Middle One is wearing a beach towel around his waist. “It’s a man skirt,” he says. “It’s a sarong,” Husband says. “It’s sarong in so many ways,” I say. I’m so pleased with this that I laugh for ages, and keep repeating it. Which kind of ruins it to be honest.

Only doing my job


Ryanair. The very word is enough to instill terror. Why did we do it? We knew. We all know. They lost our luggage flying back from Rome six years ago. We vowed never again. But here we are, somehow, at Stanstead airport at 6.35 am. It was originally the best flight available, at mid-day, which was why we booked it and the cheapest, which makes it even more ironic that they changed the flight to 7.00 am after we’d paid so we had to check in to an expensive hotel the night before.

We’ve just dashed up to the boarding gate, trailing Youngest, moaning that he is very tired and very hungry, but mostly very tired. We’re all tired. “Is this the priority boarding line?” I ask girl-with-scraped-back-hair-and-too-much-make-up. We thought it was worth paying the extra to make sure we could sit together.

“It was.” She doesn’t look up. There’s an awkward pause. We loiter. She ignores us. They are beginning to let passengers through to stand on the tarmac, passengers who are not in the priority boarding line. This makes me feel anxious. I think girl-with-scraped-back-hair knows this is making me feel anxious. I think this is why she is making me wait. I decide to ignore her remark, we might be a few minutes late but we still paid the money.

“Boarding cards,” she eventually barks, still not looking up. “Pardon?” I say, even though I heard her well enough. She repeats and I hand over the boarding cards. She does whatever they have to do to boarding cards and then slowly hands them back, one by one.

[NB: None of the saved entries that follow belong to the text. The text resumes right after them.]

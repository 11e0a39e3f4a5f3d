//! Remote path helpers.
//!
//! Remote paths are always `/`-separated strings, independent of the local
//! platform, so none of these go through `std::path`.

/// Join a directory and an entry name with exactly one `/`.
pub fn join_remote(parent: &str, name: &str) -> String {
    if parent.ends_with('/') {
        format!("{parent}{name}")
    } else {
        format!("{parent}/{name}")
    }
}

pub fn strip_leading_slashes(path: &str) -> &str {
    path.trim_start_matches('/')
}

/// Collapse duplicate separators and drop a trailing one, keeping `/` for
/// the root. Used to key the walker's visited set.
pub fn normalize_dir(path: &str) -> String {
    let segments: Vec<&str> = path.split('/').filter(|s| !s.is_empty()).collect();
    if segments.is_empty() {
        if path.starts_with('/') || path.is_empty() {
            return "/".to_string();
        }
        return ".".to_string();
    }
    let joined = segments.join("/");
    if path.starts_with('/') {
        format!("/{joined}")
    } else {
        joined
    }
}

/// Absolute upload target for `name` under `base`.
///
/// `base` is trimmed of leading and trailing slashes so exactly one separator
/// sits on each side of it.
pub fn publish_target(base: &str, name: &str) -> String {
    let base = base.trim_matches('/');
    let name = strip_leading_slashes(name);
    if base.is_empty() {
        format!("/{name}")
    } else {
        format!("/{base}/{name}")
    }
}

/// Directory part of an absolute remote path (`/` for top-level entries).
pub fn parent_dir(path: &str) -> &str {
    match path.rfind('/') {
        Some(0) | None => "/",
        Some(idx) => &path[..idx],
    }
}

/// Cumulative prefixes of an absolute directory path:
/// `/a/b/c` yields `/a`, `/a/b`, `/a/b/c`.
pub fn ancestor_chain(dir: &str) -> Vec<String> {
    let mut current = String::new();
    dir.split('/')
        .filter(|s| !s.is_empty())
        .map(|segment| {
            current.push('/');
            current.push_str(segment);
            current.clone()
        })
        .collect()
}

/// Check that a file name is a plain relative path that cannot escape the
/// publish base.
pub fn validate_relative_name(name: &str) -> Result<(), String> {
    let trimmed = strip_leading_slashes(name);
    if trimmed.is_empty() {
        return Err("file name must not be empty".to_string());
    }
    for segment in trimmed.split('/') {
        match segment {
            "" => return Err(format!("file name has an empty path segment: {name}")),
            "." | ".." => {
                return Err(format!("file name must not contain '{segment}' segments: {name}"))
            }
            _ => {}
        }
    }
    Ok(())
}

“Passports, “ she barks again, “photo page.” Blimey, she really is extraordinarily rude. I hand her the five open passports and then, just as she is handing them back, with tarmac almost in reach, another Ryanair girl appears. More scraped back hair, more heavily applied make-up: “That case looks too big to be hand luggage.” She is pointing at Youngest’s beloved little Penguin case on wheels, the one his grandmother bought him for Christmas, he takes it everywhere.

“Yes,” I say, “ we were worried it might be, which is why we asked at check in just now, thankfully they said it’s fine.”

“Well it’s not,” says luggage girl, “you have to see if it fits in there.” She is pointing at a tiny wire frame, intending for measuring luggage, there was one just the same at check in, which we were told we didn’t have to use. I am going to refuse to do this, it’s outrageous, but before I can say anything Husband begins cramming the poor penguin case into it at high speed, very roughly. Immediately it starts to crack and groan under the pressure.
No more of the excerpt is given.